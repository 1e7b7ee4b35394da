//! Engine that delegates to an external policy service over HTTP

use async_trait::async_trait;
use serde_json::{json, Value};
use stackguard_core::{Error, Result};
use stackguard_policy::rego::head_mapping;
use stackguard_policy::{RuleAction, Severity};
use std::time::{Duration, Instant};
use tracing::{debug, warn};

use crate::{EngineType, FailMode, OpaEngine, OpaEvaluationResult, OpaInput, OpaPolicyViolation, RemoteOpaConfig};

/// Rule id of the violation synthesized when a fail-closed call fails
pub const UNAVAILABLE_RULE_ID: &str = "remote-policy-unavailable";

/// Package of the synthesized violation
pub const UNAVAILABLE_PACKAGE: &str = "stackguard.remote";

/// Posts `{"input": ...}` to a policy decision endpoint
pub struct RemoteOpaEngine {
    config: RemoteOpaConfig,
    client: reqwest::Client,
    endpoint: String,
    health_endpoint: String,
    package: String,
    head: String,
}

impl RemoteOpaEngine {
    /// Create an engine; fails only if the HTTP client cannot be built
    pub fn new(config: RemoteOpaConfig) -> Result<Self> {
        let client = reqwest::Client::builder()
            .timeout(Duration::from_millis(config.timeout_ms))
            .build()
            .map_err(|e| Error::transport(format!("Failed to build HTTP client: {}", e)))?;

        let base = config.base_url.trim_end_matches('/');
        let endpoint = format!("{}/{}", base, config.policy_path.trim_start_matches('/'));
        let health_endpoint = format!("{}/{}", base, config.health_path.trim_start_matches('/'));
        let (package, head) = package_and_head(&config.policy_path);

        Ok(Self {
            config,
            client,
            endpoint,
            health_endpoint,
            package,
            head,
        })
    }

    /// Decision endpoint URL
    pub fn endpoint(&self) -> &str {
        &self.endpoint
    }

    /// Configuration in use
    pub fn config(&self) -> &RemoteOpaConfig {
        &self.config
    }

    async fn call(&self, input: &OpaInput) -> Result<Vec<OpaPolicyViolation>> {
        let response = self
            .client
            .post(&self.endpoint)
            .json(&json!({ "input": input }))
            .send()
            .await
            .map_err(|e| {
                if e.is_timeout() {
                    Error::Timeout
                } else {
                    Error::transport(e.to_string())
                }
            })?;

        let status = response.status();
        if !status.is_success() {
            return Err(Error::transport(format!("{} returned {}", self.endpoint, status)));
        }

        let body: Value = response
            .json()
            .await
            .map_err(|e| Error::transport(format!("Invalid response body: {}", e)))?;

        Ok(parse_decision(&body, &self.package, &self.head))
    }

    fn on_failure(&self, error: Error) -> OpaEvaluationResult {
        let fail_mode = self.config.fail_mode;
        metrics::counter!("stackguard_opa_failures_total", "fail_mode" => fail_mode.as_str()).increment(1);
        warn!(
            endpoint = %self.endpoint,
            fail_mode = fail_mode.as_str(),
            error = %error,
            "Remote policy evaluation failed"
        );

        let violations = match fail_mode {
            FailMode::Open => Vec::new(),
            FailMode::Closed => vec![OpaPolicyViolation::new(
                UNAVAILABLE_RULE_ID,
                format!("Policy service unavailable: {}", error),
                Severity::Critical,
                RuleAction::Deny,
                UNAVAILABLE_PACKAGE,
            )],
        };
        OpaEvaluationResult::failed(error.to_string(), violations)
    }
}

#[async_trait]
impl OpaEngine for RemoteOpaEngine {
    fn engine_type(&self) -> EngineType {
        EngineType::Remote
    }

    async fn evaluate(&self, input: &OpaInput) -> OpaEvaluationResult {
        let start = Instant::now();
        let mut result = match self.call(input).await {
            Ok(violations) => {
                debug!(endpoint = %self.endpoint, violations = violations.len(), "Remote policy evaluation complete");
                OpaEvaluationResult::with_violations(violations)
            }
            Err(e) => self.on_failure(e),
        };
        result.duration_ms = start.elapsed().as_secs_f64() * 1000.0;
        result
    }

    async fn health_check(&self) -> bool {
        match self.client.get(&self.health_endpoint).send().await {
            Ok(response) => response.status().is_success(),
            Err(e) => {
                debug!(endpoint = %self.health_endpoint, error = %e, "Health check failed");
                false
            }
        }
    }
}

/// `v1/data/infra/cost/deny` -> (`infra.cost`, `deny`)
fn package_and_head(policy_path: &str) -> (String, String) {
    let trimmed = policy_path.trim_matches('/');
    let trimmed = trimmed.strip_prefix("v1/data/").unwrap_or(trimmed);
    let mut segments: Vec<&str> = trimmed.split('/').filter(|s| !s.is_empty()).collect();
    let head = segments.pop().unwrap_or_default().to_string();
    (segments.join("."), head)
}

/// Read violations out of a decision document
///
/// Accepts `result` as a list of violations, an object with a `violations`
/// list, or an object keyed by rule head. An undefined decision is empty.
fn parse_decision(body: &Value, package: &str, head: &str) -> Vec<OpaPolicyViolation> {
    let result = body.get("result").unwrap_or(&Value::Null);
    match result {
        Value::Array(items) => parse_items(items, package, head),
        Value::Object(map) => {
            if let Some(Value::Array(items)) = map.get("violations") {
                return parse_items(items, package, head);
            }
            map.iter()
                .filter(|(key, _)| head_mapping(key).is_some())
                .filter_map(|(key, value)| value.as_array().map(|items| parse_items(items, package, key)))
                .flatten()
                .collect()
        }
        _ => Vec::new(),
    }
}

fn parse_items(items: &[Value], package: &str, head: &str) -> Vec<OpaPolicyViolation> {
    let (default_severity, default_action) = head_mapping(head).unwrap_or((Severity::High, RuleAction::Deny));

    items
        .iter()
        .enumerate()
        .map(|(index, item)| {
            let fallback_id = format!("{}.{}_{}", package, head, index + 1);
            match item {
                Value::Object(obj) => {
                    let text = |keys: &[&str]| {
                        keys.iter()
                            .find_map(|k| obj.get(*k).and_then(Value::as_str))
                            .map(str::to_string)
                    };
                    let severity = obj
                        .get("severity")
                        .and_then(|v| serde_json::from_value(v.clone()).ok())
                        .unwrap_or(default_severity);
                    let action = obj
                        .get("action")
                        .and_then(|v| serde_json::from_value(v.clone()).ok())
                        .unwrap_or(default_action);
                    OpaPolicyViolation::new(
                        text(&["ruleId", "rule_id", "id"]).unwrap_or(fallback_id),
                        text(&["message", "msg"]).unwrap_or_default(),
                        severity,
                        action,
                        text(&["package"]).unwrap_or_else(|| package.to_string()),
                    )
                }
                Value::String(message) => {
                    OpaPolicyViolation::new(fallback_id, message.clone(), default_severity, default_action, package)
                }
                other => OpaPolicyViolation::new(fallback_id, other.to_string(), default_severity, default_action, package),
            }
        })
        .collect()
}

#[cfg(test)]
mod tests {
    use super::*;

    #[test]
    fn test_endpoint_join() {
        let engine = RemoteOpaEngine::new(
            RemoteOpaConfig::new("http://opa:8181///").with_policy_path("/v1/data/infra/deny"),
        )
        .unwrap();
        assert_eq!(engine.endpoint(), "http://opa:8181/v1/data/infra/deny");
        assert_eq!(engine.engine_type(), EngineType::Remote);
    }

    #[test]
    fn test_package_and_head() {
        assert_eq!(
            package_and_head("v1/data/infra/cost/deny"),
            ("infra.cost".to_string(), "deny".to_string())
        );
        assert_eq!(package_and_head("warn"), (String::new(), "warn".to_string()));
    }

    #[test]
    fn test_parse_string_list_uses_head() {
        let body = json!({"result": ["too expensive", "no owner"]});
        let violations = parse_decision(&body, "infra", "warn");
        assert_eq!(violations.len(), 2);
        assert_eq!(violations[0].rule_id, "infra.warn_1");
        assert_eq!(violations[1].message, "no owner");
        assert_eq!(violations[0].action, RuleAction::Warn);
        assert_eq!(violations[0].severity, Severity::Medium);
    }

    #[test]
    fn test_parse_structured_violations() {
        let body = json!({"result": {"violations": [
            {"ruleId": "cost-1", "message": "over budget", "severity": "critical", "action": "deny", "package": "cost"},
            {"id": "tag-1", "msg": "missing tag"}
        ]}});
        let violations = parse_decision(&body, "infra", "violations");
        assert_eq!(violations[0].rule_id, "cost-1");
        assert_eq!(violations[0].package, "cost");
        assert_eq!(violations[1].rule_id, "tag-1");
        assert_eq!(violations[1].severity, Severity::High);
        assert_eq!(violations[1].package, "infra");
    }

    #[test]
    fn test_parse_head_keyed_object() {
        let body = json!({"result": {"deny": ["blocked"], "notify": ["fyi"], "allow": true}});
        let violations = parse_decision(&body, "infra", "main");
        assert_eq!(violations.len(), 2);
        assert!(violations.iter().any(|v| v.action == RuleAction::Deny && v.severity == Severity::Critical));
        assert!(violations.iter().any(|v| v.action == RuleAction::Notify && v.rule_id == "infra.notify_1"));
    }

    #[test]
    fn test_undefined_decision_is_empty() {
        assert!(parse_decision(&json!({}), "p", "deny").is_empty());
    }
}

→ **To do**
What is needed is an exact repetition of the lines from the first line of the records through the line containing "pub struct RemoteOpaEngine", both ends included, and nothing more.

→ **Answer section**
repository 1e7b7ee4b35394da
//! Engine that delegates to an external policy service over HTTP

use async_trait::async_trait;
use serde_json::{json, Value};
use stackguard_core::{Error, Result};
use stackguard_policy::rego::head_mapping;
use stackguard_policy::{RuleAction, Severity};
use std::time::{Duration, Instant};
use tracing::{debug, warn};

use crate::{EngineType, FailMode, OpaEngine, OpaEvaluationResult, OpaInput, OpaPolicyViolation, RemoteOpaConfig};

/// Rule id of the violation synthesized when a fail-closed call fails
pub const UNAVAILABLE_RULE_ID: &str = "remote-policy-unavailable";

/// Package of the synthesized violation
pub const UNAVAILABLE_PACKAGE: &str = "stackguard.remote";

/// Posts `{"input": ...}` to a policy decision endpoint
pub struct RemoteOpaEngine {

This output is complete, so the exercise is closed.